ごあいさつ

 この度、第13回日本運動器疼痛学会の大会長を拝命し、身に余る光栄に存じます。私は本学会の前身であります「整形外科痛みを語る会」の創設当初から、本学会の前理事長牛田享宏先生にお声がけいただき、加わらせていただいております。創設当時、整形外科疾患で最も多い主訴であります「痛み」そのものに対する研究が進んでいない現状があり、志ある整形外科医が集まり、2004年6 月に整形外科痛みを語る会が設立されました。その会が発展し、2008年12月6日に福島県立医科大学理事長兼学長であられました菊地臣一先生が会長のもと、第1回運動器疼痛研究会が開催されました。そして、第4回からは日本運動器疼痛学会と改名し学会となり、さらに2015年の第7回からは一般社団法人化し、現在に至っています。

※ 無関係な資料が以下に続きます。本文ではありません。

// src/config.rs
// =============================================================================
// Runtime configuration for a batch run.
//
// Settings come from three layers, later layers win:
// 1. Built-in defaults (the values the checker has always used)
// 2. An optional TOML file passed with --config
// 3. Command-line flags
//
// Both the file and the flags are read into a `PartialConfig` (every field
// optional), then laid over the defaults.
//
// Example file:
//
//   concurrency = 50
//   retries = 3
//   rate_limit_delay = 0.25
//   ssl_verify = false
// =============================================================================

use anyhow::{anyhow, Context, Result};
use serde::Deserialize;
use std::path::Path;
use std::time::Duration;

/// Knobs for the probing engine.
#[derive(Debug, Clone, PartialEq)]
pub struct EngineConfig {
    /// Upper bound on simultaneous HTTP requests (size of the HTTP pool)
    pub concurrency: usize,
    /// Retries per stage after the first attempt
    pub retries: u32,
    pub dns_timeout: Duration,
    pub tcp_timeout: Duration,
    pub http_timeout: Duration,
    /// Minimum spacing between HTTP attempts across the whole batch
    pub rate_limit_delay: Duration,
    /// Random extra wait added when the pacing limiter has to wait
    pub jitter_max: Duration,
    /// Random extra wait added to each retry backoff
    pub backoff_jitter: Duration,
    /// Verify TLS certificates on the HTTP stage
    pub ssl_verify: bool,
}

impl Default for EngineConfig {
    fn default() -> Self {
        Self {
            concurrency: 30,
            retries: 2,
            dns_timeout: Duration::from_secs(3),
            tcp_timeout: Duration::from_secs(3),
            http_timeout: Duration::from_secs(10),
            rate_limit_delay: Duration::from_millis(100),
            jitter_max: Duration::from_millis(200),
            backoff_jitter: Duration::from_millis(100),
            ssl_verify: true,
        }
    }
}

/// Everything the binary needs: engine knobs plus report options.
#[derive(Debug, Clone, Default, PartialEq)]
pub struct Settings {
    pub engine: EngineConfig,
    /// Only show results that aren't `ok` in the report
    pub error_only: bool,
}

/// One configuration layer. Durations are in (fractional) seconds.
#[derive(Debug, Clone, Default, Deserialize)]
#[serde(deny_unknown_fields)]
pub struct PartialConfig {
    pub concurrency: Option<usize>,
    pub retries: Option<u32>,
    pub dns_timeout: Option<f64>,
    pub tcp_timeout: Option<f64>,
    pub http_timeout: Option<f64>,
    pub rate_limit_delay: Option<f64>,
    pub jitter_max: Option<f64>,
    pub backoff_jitter: Option<f64>,
    pub ssl_verify: Option<bool>,
    pub error_only: Option<bool>,
}

impl PartialConfig {
    // Reads a layer from a TOML file
    pub fn from_file(path: &Path) -> Result<Self> {
        let text = std::fs::read_to_string(path)
            .with_context(|| format!("failed to read config file {}", path.display()))?;
        toml::from_str(&text)
            .with_context(|| format!("invalid config file {}", path.display()))
    }

    // Lays `other` on top of `self`: any field set in `other` wins
    pub fn merge(self, other: PartialConfig) -> PartialConfig {
        PartialConfig {
            concurrency: other.concurrency.or(self.concurrency),
            retries: other.retries.or(self.retries),
            dns_timeout: other.dns_timeout.or(self.dns_timeout),
            tcp_timeout: other.tcp_timeout.or(self.tcp_timeout),
            http_timeout: other.http_timeout.or(self.http_timeout),
            rate_limit_delay: other.rate_limit_delay.or(self.rate_limit_delay),
            jitter_max: other.jitter_max.or(self.jitter_max),
            backoff_jitter: other.backoff_jitter.or(self.backoff_jitter),
            ssl_verify: other.ssl_verify.or(self.ssl_verify),
            error_only: other.error_only.or(self.error_only),
        }
    }

    // Applies this layer over the defaults and validates the result
    pub fn resolve(self) -> Result<Settings> {
        let defaults = Settings::default();
        let base = defaults.engine;

        let concurrency = self.concurrency.unwrap_or(base.concurrency);
        if concurrency == 0 {
            return Err(anyhow!("concurrency must be at least 1"));
        }

        Ok(Settings {
            engine: EngineConfig {
                concurrency,
                retries: self.retries.unwrap_or(base.retries),
                dns_timeout: seconds("dns_timeout", self.dns_timeout, base.dns_timeout)?,
                tcp_timeout: seconds("tcp_timeout", self.tcp_timeout, base.tcp_timeout)?,
                http_timeout: seconds("http_timeout", self.http_timeout, base.http_timeout)?,
                rate_limit_delay: seconds(
                    "rate_limit_delay",
                    self.rate_limit_delay,
                    base.rate_limit_delay,
                )?,
                jitter_max: seconds("jitter_max", self.jitter_max, base.jitter_max)?,
                backoff_jitter: seconds("backoff_jitter", self.backoff_jitter, base.backoff_jitter)?,
                ssl_verify: self.ssl_verify.unwrap_or(base.ssl_verify),
            },
            error_only: self.error_only.unwrap_or(defaults.error_only),
        })
    }
}

fn seconds(name: &str, value: Option<f64>, default: Duration) -> Result<Duration> {
    match value {
        None => Ok(default),
        Some(secs) => Duration::try_from_secs_f64(secs)
            .map_err(|_| anyhow!("{} must be a non-negative number of seconds, got {}", name, secs)),
    }
}

#[cfg(test)]
mod tests {
    use super::*;
    use std::io::Write;

    #[test]
    fn test_defaults_when_nothing_set() {
        let settings = PartialConfig::default().resolve().unwrap();
        assert_eq!(settings, Settings::default());
        assert_eq!(settings.engine.concurrency, 30);
        assert_eq!(settings.engine.retries, 2);
        assert_eq!(settings.engine.http_timeout, Duration::from_secs(10));
        assert!(settings.engine.ssl_verify);
        assert!(!settings.error_only);
    }

    #[test]
    fn test_later_layer_wins() {
        let file = PartialConfig {
            concurrency: Some(5),
            retries: Some(4),
            ..Default::default()
        };
        let flags = PartialConfig {
            retries: Some(1),
            ssl_verify: Some(false),
            ..Default::default()
        };

        let settings = file.merge(flags).resolve().unwrap();
        assert_eq!(settings.engine.concurrency, 5);
        assert_eq!(settings.engine.retries, 1);
        assert!(!settings.engine.ssl_verify);
    }

    #[test]
    fn test_reads_toml_file() {
        let mut file = tempfile::NamedTempFile::new().unwrap();
        writeln!(file, "concurrency = 12").unwrap();
        writeln!(file, "rate_limit_delay = 0.25").unwrap();
        writeln!(file, "error_only = true").unwrap();

        let settings = PartialConfig::from_file(file.path())
            .unwrap()
            .resolve()
            .unwrap();
        assert_eq!(settings.engine.concurrency, 12);
        assert_eq!(settings.engine.rate_limit_delay, Duration::from_millis(250));
        assert!(settings.error_only);
    }

    #[test]
    fn test_unknown_keys_are_rejected() {
        let mut file = tempfile::NamedTempFile::new().unwrap();
        writeln!(file, "chunk_size = 30").unwrap();

        assert!(PartialConfig::from_file(file.path()).is_err());
    }

    #[test]
    fn test_negative_duration_is_rejected() {
        let layer = PartialConfig {
            http_timeout: Some(-1.0),
            ..Default::default()
        };
        assert!(layer.resolve().is_err());
    }

    #[test]
    fn test_zero_concurrency_is_rejected() {
        let layer = PartialConfig {
            concurrency: Some(0),
            ..Default::default()
        };
        assert!(layer.resolve().is_err());
    }
}
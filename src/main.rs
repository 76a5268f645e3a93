// src/main.rs
// =============================================================================
// This is the entry point of our CLI application.
//
// What happens here:
// 1. Set up logging (stderr, filtered by RUST_LOG, default "warn")
// 2. Parse command-line arguments and merge them with the config file
// 3. Load the targets and run the batch (Ctrl-C stops it early)
// 4. Print the report
// 5. Exit with a code scripts can act on:
//      0 = everything OK, 1 = warnings/failures, 2 = error, 130 = interrupted
// =============================================================================

mod checker;
mod cli;
mod config;
mod report;
mod targets;

use anyhow::{bail, Result};
use clap::Parser;
use tracing::{info, warn};
use tracing_subscriber::EnvFilter;

use checker::Checker;
use cli::{CheckArgs, Cli, Commands};
use config::PartialConfig;
use report::{print_report, BatchReport, OutputFormat};

const EXIT_OK: i32 = 0;
const EXIT_PROBLEMS: i32 = 1;
const EXIT_ERROR: i32 = 2;
const EXIT_INTERRUPTED: i32 = 130;

#[tokio::main]
async fn main() {
    tracing_subscriber::fmt()
        .with_env_filter(
            EnvFilter::try_from_default_env().unwrap_or_else(|_| EnvFilter::new("warn")),
        )
        .with_writer(std::io::stderr)
        .init();

    let exit_code = match run().await {
        Ok(code) => code,
        Err(e) => {
            // If an unexpected error occurred, print it and exit with code 2
            eprintln!("Error: {:#}", e);
            EXIT_ERROR
        }
    };

    std::process::exit(exit_code);
}

async fn run() -> Result<i32> {
    let cli = Cli::parse();

    match cli.command {
        Commands::Check(args) => handle_check(args).await,
    }
}

// Handles the 'check' subcommand
async fn handle_check(args: CheckArgs) -> Result<i32> {
    let file_layer = match &args.config {
        Some(path) => PartialConfig::from_file(path)?,
        None => PartialConfig::default(),
    };
    let settings = file_layer.merge(args.overrides()).resolve()?;

    let entries = targets::load_targets(&args.input)?;
    if entries.is_empty() {
        bail!("no \"Full URL:\" entries found in {}", args.input.display());
    }
    info!(targets = entries.len(), input = %args.input.display(), "loaded targets");

    let checker = Checker::new(settings.engine)?;
    let batch = checker.run(entries, shutdown_signal()).await;
    let report = BatchReport::from(batch);

    let format = if args.json {
        OutputFormat::Json
    } else {
        OutputFormat::Text
    };
    print_report(&report, format, settings.error_only)?;

    Ok(if report.interrupted {
        EXIT_INTERRUPTED
    } else if report.has_problems() {
        EXIT_PROBLEMS
    } else {
        EXIT_OK
    })
}

// Resolves when the operator presses Ctrl-C
async fn shutdown_signal() {
    if let Err(e) = tokio::signal::ctrl_c().await {
        // Without a handler we just never interrupt
        warn!(error = %e, "could not listen for Ctrl-C");
        std::future::pending::<()>().await;
    }
    warn!("interrupt received, stopping after the checks already finished");
}
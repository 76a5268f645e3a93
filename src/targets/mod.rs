// src/targets/mod.rs
// =============================================================================
// This module turns the operator's input file into a list of targets.
//
// Submodules:
// - normalize: Cleans up a raw URL fragment into a scheme-qualified URL
// - loader: Reads the line-oriented input file and tracks group labels
//
// A TargetEntry is the only thing the checker needs to know about the input.
// Everything after loading treats entries as read-only.
// =============================================================================

mod loader;
mod normalize;

pub use loader::load_targets;
pub use normalize::default_port;

/// One URL to check, plus where it came from in the input file.
#[derive(Debug, Clone, PartialEq, Eq)]
pub struct TargetEntry {
    /// Group label that was active when this entry was read
    pub group: String,
    /// The full input line, kept for reports
    pub original_text: String,
    /// The URL text exactly as it appeared after "Full URL:"
    pub raw_text: String,
    /// Normalized, scheme-qualified URL
    pub url: String,
}

#[cfg(test)]
impl TargetEntry {
    // Entry for an already-normalized URL, without an input line behind it
    pub fn new(group: impl Into<String>, url: impl Into<String>) -> Self {
        let url = url.into();
        Self {
            group: group.into(),
            original_text: url.clone(),
            raw_text: url.clone(),
            url,
        }
    }
}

 今回の学会のテーマを「慢性疼痛に対するリハビリテーション診療の真髄 ―こころとからだケアの融合―」と致しました。現在、慢性疼痛治療ガイドラインでは「運動療法は強く推奨される治療」とされています。本来の「リハビリテーション(rehabilitation)」の語源は「re-:ふたたび」+「habilis:ふさわしい」+「ation:〜すること」とされ、また「真髄」を広辞苑で調べますと「物事の本質」、「その道の奥義」となっています。慢性疼痛患者では長引く痛みのため、社会参加(仕事、学業、地域活動等)が出来なくなることや、以前に楽しんでいた趣味ができないなどのQOLの低下、さらに国全体として医療経済的な事を含め、深刻な社会問題になっています。これらを念頭に患者がそれぞれにふさわしい人生を取り戻すことを目指す、リハビリテーション診療の真髄を是非とも、この学会で議論していただきたいと存じます。また、「こころとからだケアの融合」という副題も付けさせていただきました。慢性疼痛治療の中では運動療法に加え、心理療法もエビデンスレベルの高い治療となっていますが、日本ではそれを行うシステムやツールが明確には確立しておりません。私達の開発した「いきいきリハビリノート」は認知行動療法理論に基づいた運動促進法を行うためのツールであり、2014年から、厚生労働省の慢性の痛み研究班(牛田享宏班)の支援を3年間受け、本学会の役員の先生方のご協力をいただき、すすめてまいりました。本ノートは現在第5版、その使用方法等を記載した医療者用マニュアルは第4版まで改訂され、講習会での配布数も含め、全国の各医療機関等に5300冊あまりを配布してきました。本法の普及のため、いきいきリハビリノート講習会を本学会で6回、他の学会等で5回の計11回開催し、約900名の医療者の方々に参加していただきました。現在本学会のホームページのトップ画面に本法のねらい、使用方法の概略・購入方法、新潟大学医歯学総合病院リハビリテーション科での成績、さらには本ノートを使用しての診療が可能な15の医療機関をお示ししています。本法を含め、現在の運動療法および心理療法(心理的サポートを含めて)を行う医療スタッフがどのように両治療を融合させて行うか等を議論していただきたくシンポジウム等も企画予定です。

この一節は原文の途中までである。